I really want him to select “Tom Paine” mode. Write something to blow away the cobwebs, appeal to people who live in Lewes, confound the DGIs* and warm our cockles decades to come.

I want to unpack the two questions above. Explain what they really mean in technical terms, and what the cost-benefit might look like. Explain why personal empowerment, far from being the driving force of government’s IT strategy, is the crucial missing dimension. Correct the delusion that the power iof information should be used by government to control people, when people can use it to help each other. Why it’s a waste of time and resources to agonise about whether or not to release material under FoI when you could make anything that is susceptible to FoI openly accessible anyway. Why public feedback should remain public not (c) Dr Foster acting as the exclusive licensed agent of the secretary of state for health.
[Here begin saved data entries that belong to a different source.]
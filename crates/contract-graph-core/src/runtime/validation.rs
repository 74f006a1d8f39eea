// crates/contract-graph-core/src/runtime/validation.rs
// ============================================================================
// Module: Validation Aggregator
// Description: Per-file validation runner and built-in structural checks.
// Purpose: Validate every registry file and roll results into one summary.
// Dependencies: crate::{core, interfaces}
// ============================================================================

//! ## Overview
//! [`validate_contracts`] invokes a [`ContractValidator`] exactly once per
//! file, in registry order, and aggregates the outcomes. A failing file never
//! stops the remaining files from being validated.
//!
//! [`StructuralValidator`] covers the content rules a typed schema cannot
//! express: non-empty identifiers, unique part ids, and well-formed
//! dependency declarations.

// ============================================================================
// SECTION: Imports
// ============================================================================

use std::collections::BTreeSet;

use crate::core::ContractFile;
use crate::core::ValidationIssue;
use crate::core::ValidationOutcome;
use crate::core::ValidationSummary;
use crate::interfaces::ContractValidator;

// ============================================================================
// SECTION: Aggregation
// ============================================================================

/// Validates each file once, preserving input order in the summary.
#[must_use]
pub fn validate_contracts<V>(validator: &V, files: &[ContractFile]) -> ValidationSummary
where
    V: ContractValidator + ?Sized,
{
    let outcomes = files.iter().map(|file| validator.validate_file(file)).collect();
    ValidationSummary::aggregate(outcomes)
}

// ============================================================================
// SECTION: Structural Validator
// ============================================================================

/// Built-in content checks applied to typed contract content.
#[derive(Debug, Clone, Copy, Default)]
pub struct StructuralValidator;

impl ContractValidator for StructuralValidator {
    fn validate_file(&self, file: &ContractFile) -> ValidationOutcome {
        let content = &file.content;
        let mut issues = Vec::new();
        require_non_empty(&mut issues, "id", content.id.as_str());
        require_non_empty(&mut issues, "type", &content.module_type);
        require_non_empty(&mut issues, "category", &content.category);

        let mut part_ids = BTreeSet::new();
        for (index, part) in content.parts.iter().enumerate() {
            require_non_empty(&mut issues, &format!("parts[{index}].id"), part.id.as_str());
            require_non_empty(&mut issues, &format!("parts[{index}].type"), &part.part_type);
            if !part.id.as_str().is_empty() && !part_ids.insert(part.id.as_str()) {
                issues.push(ValidationIssue::new(
                    format!("parts[{index}].id"),
                    format!("duplicate part id {}", part.id),
                ));
            }
        }

        let mut targets = BTreeSet::new();
        for (index, dependency) in content.dependencies.iter().enumerate() {
            let path = format!("dependencies[{index}]");
            require_non_empty(
                &mut issues,
                &format!("{path}.module_id"),
                dependency.module_id.as_str(),
            );
            if dependency.module_id == content.id {
                issues.push(ValidationIssue::new(
                    format!("{path}.module_id"),
                    "module cannot depend on itself",
                ));
            }
            if !targets.insert(dependency.module_id.as_str()) {
                issues.push(ValidationIssue::new(
                    format!("{path}.module_id"),
                    format!("duplicate dependency on {}", dependency.module_id),
                ));
            }
            if dependency.parts.is_empty() {
                issues.push(ValidationIssue::new(
                    format!("{path}.parts"),
                    "dependency must name at least one part",
                ));
            }
            for (part_index, part_ref) in dependency.parts.iter().enumerate() {
                require_non_empty(
                    &mut issues,
                    &format!("{path}.parts[{part_index}].part_id"),
                    part_ref.part_id.as_str(),
                );
            }
        }
        ValidationOutcome::from_issues(file, issues)
    }
}

/// Records an issue when a required string field is blank.
fn require_non_empty(issues: &mut Vec<ValidationIssue>, path: &str, value: &str) {
    if value.trim().is_empty() {
        issues.push(ValidationIssue::new(path, "must be non-empty"));
    }
}

// ============================================================================
// SECTION: Composite Validator
// ============================================================================

/// Runs several validators and concatenates their errors.
pub struct CompositeValidator {
    /// Validators in evaluation order.
    validators: Vec<Box<dyn ContractValidator + Send + Sync>>,
}

impl CompositeValidator {
    /// Creates an empty composite; with no members every file passes.
    #[must_use]
    pub fn new() -> Self {
        Self {
            validators: Vec::new(),
        }
    }

    /// Appends a validator.
    #[must_use]
    pub fn with(mut self, validator: impl ContractValidator + Send + Sync + 'static) -> Self {
        self.validators.push(Box::new(validator));
        self
    }

    /// Returns the number of member validators.
    #[must_use]
    pub fn len(&self) -> usize {
        self.validators.len()
    }

    /// Returns true when no validators are registered.
    #[must_use]
    pub fn is_empty(&self) -> bool {
        self.validators.is_empty()
    }
}

impl Default for CompositeValidator {
    fn default() -> Self {
        Self::new()
    }
}

impl ContractValidator for CompositeValidator {
    fn validate_file(&self, file: &ContractFile) -> ValidationOutcome {
        let mut members_valid = true;
        let mut issues = Vec::new();
        for validator in &self.validators {
            let outcome = validator.validate_file(file);
            members_valid &= outcome.valid;
            issues.extend(outcome.errors);
        }
        let mut outcome = ValidationOutcome::from_issues(file, issues);
        outcome.valid &= members_valid;
        outcome
    }
}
How using good web standards and RSS feeds will let an ecosystem of detailed services arise where it is needed.

Also to spell out the downside: how government clumsily tramples on some of the most promising independent information initiatives based on government data, from the legendary fishing licence, via UpMyStreet to, we fear, Patient Opinion. MySociety knows these encounters better than anyone.

Government information policy should be like designing a garden in which you expect things to grow, not setting everything in concrete.

Tom takes a view there’s little point in writing things that will be toned down or edited out, or in making recommendations that cost money and would get thrown out by HM Treasury. Is that realism, or self-censorship? We’ve got two or three weeks to share ideas with him.

Acronym count: 3DGIs = those who Don’t Get It (and never will). I’m sure you know a few…

One Response to “Me, Tom and the Kam-Fuk non-declaration”

 
Dave Birch wrote on April 21st, 2007 7:12 pm :

“Tom takes a view there’s little point in writing things that will be toned down or edited out, or in making recommendations that cost money and would get thrown out by HM Treasury.”

Isn’t this, essentially, a counsel of dispair? Perhaps the only viable route to any improvement is to steadily remove more and more functionality from the government. To pick an example well-known to both us, is there any evidence that any of the consultation or comment around the ID card has changed the government’s perspective at all?